**About this task:** Check each line of the material below for "axum", then copy the ones that contain it.

**Extracted information:**

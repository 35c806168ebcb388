use image::imageops::{self, FilterType};
use image::{GrayImage, RgbImage};
use ndarray::Array1;

/// Side of the square both blocks are resized to.
pub const FEATURE_SIDE: u32 = 32;

/// 32x32x3 raw pixels followed by 32x32 detail pixels.
pub const FEATURE_LEN: usize = (FEATURE_SIDE * FEATURE_SIDE * 4) as usize;

/// Classifier input: the raw-pixel block followed by the detail block.
#[derive(Debug, Clone, PartialEq)]
pub struct FeatureVector(Array1<f64>);

impl FeatureVector {
    /// Build the vector from a face crop and its wavelet detail image.
    ///
    /// The raw block is row-major with channels interleaved as B,G,R; the
    /// detail block is row-major. Models trained on this layout depend on it
    /// byte for byte.
    pub fn assemble(face: &RgbImage, detail: &GrayImage) -> Self {
        let raw = imageops::resize(face, FEATURE_SIDE, FEATURE_SIDE, FilterType::Triangle);
        let detail = imageops::resize(detail, FEATURE_SIDE, FEATURE_SIDE, FilterType::Triangle);

        let mut values = Vec::with_capacity(FEATURE_LEN);
        for px in raw.pixels() {
            let [r, g, b] = px.0;
            values.extend([b as f64, g as f64, r as f64]);
        }
        values.extend(detail.pixels().map(|px| px.0[0] as f64));
        Self(Array1::from(values))
    }

    pub fn from_values(values: Vec<f64>) -> Self {
        Self(Array1::from(values))
    }

    pub fn len(&self) -> usize {
        self.0.len()
    }

    pub fn is_empty(&self) -> bool {
        self.0.is_empty()
    }

    pub fn values(&self) -> &Array1<f64> {
        &self.0
    }
}
use axum::{
    http::StatusCode,
    response::{IntoResponse, Response},
    Json,
};
use serde_json::json;
use thiserror::Error;
use tracing::error;
use vision::VisionError;

/// Anything that stops a request. All of it is reported as a 500.
#[derive(Debug, Error)]
pub enum AppError {
    #[error("could not read request body: {0}")]
    Body(#[from] axum::extract::rejection::BytesRejection),
    #[error("invalid request body: {0}")]
    Request(#[from] serde_json::Error),
    #[error(transparent)]
    Vision(#[from] VisionError),
    #[error("classification task failed: {0}")]
    Task(#[from] tokio::task::JoinError),
}

impl IntoResponse for AppError {
    fn into_response(self) -> Response {
        let message = self.to_string();
        error!(%message, "request failed");
        (StatusCode::INTERNAL_SERVER_ERROR, Json(json!({ "error": message }))).into_response()
    }
}
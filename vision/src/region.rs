use image::{imageops, RgbImage};

/// Axis-aligned rectangle in pixel coordinates.
#[derive(Debug, Clone, Copy, PartialEq, Eq)]
pub struct Region {
    pub x: u32,
    pub y: u32,
    pub width: u32,
    pub height: u32,
}

impl Region {
    pub fn new(x: u32, y: u32, width: u32, height: u32) -> Self {
        Self { x, y, width, height }
    }

    /// Build a region from signed detector output, clipped to a
    /// `bound_w` x `bound_h` image. Returns `None` when nothing is left.
    pub fn clipped(x: i32, y: i32, width: i32, height: i32, bound_w: u32, bound_h: u32) -> Option<Self> {
        let x0 = x.max(0) as i64;
        let y0 = y.max(0) as i64;
        let x1 = (x as i64 + width as i64).min(bound_w as i64);
        let y1 = (y as i64 + height as i64).min(bound_h as i64);
        if x1 <= x0 || y1 <= y0 {
            return None;
        }
        Some(Self::new(x0 as u32, y0 as u32, (x1 - x0) as u32, (y1 - y0) as u32))
    }

    pub fn is_empty(&self) -> bool {
        self.width == 0 || self.height == 0
    }

    /// Shift a region found inside `self` back into the parent's coordinates.
    pub fn offset_within(&self, inner: &Region) -> Region {
        Region::new(self.x + inner.x, self.y + inner.y, inner.width, inner.height)
    }

    /// Copy the pixels under this region out of `img`.
    pub fn crop(&self, img: &RgbImage) -> RgbImage {
        imageops::crop_imm(img, self.x, self.y, self.width, self.height).to_image()
    }
}

#[cfg(test)]
mod tests {
    use super::*;

    #[test]
    fn clipped_trims_to_bounds() {
        let r = Region::clipped(-5, 10, 20, 100, 50, 60).unwrap();
        assert_eq!(r, Region::new(0, 10, 15, 50));
    }

    #[test]
    fn clipped_outside_is_none() {
        assert!(Region::clipped(60, 0, 10, 10, 50, 50).is_none());
        assert!(Region::clipped(0, 0, 0, 10, 50, 50).is_none());
    }

    #[test]
    fn offset_within_translates() {
        let face = Region::new(10, 20, 100, 100);
        let eye = Region::new(5, 6, 7, 8);
        assert_eq!(face.offset_within(&eye), Region::new(15, 26, 7, 8));
    }

    #[test]
    fn crop_takes_sub_image() {
        let img = RgbImage::from_fn(8, 8, |x, y| image::Rgb([x as u8, y as u8, 0]));
        let crop = Region::new(2, 3, 4, 2).crop(&img);
        assert_eq!(crop.dimensions(), (4, 2));
        assert_eq!(crop.get_pixel(0, 0), &image::Rgb([2, 3, 0]));
    }
}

**Result:**
use axum::{
    Body(#[from] axum::extract::rejection::BytesRejection),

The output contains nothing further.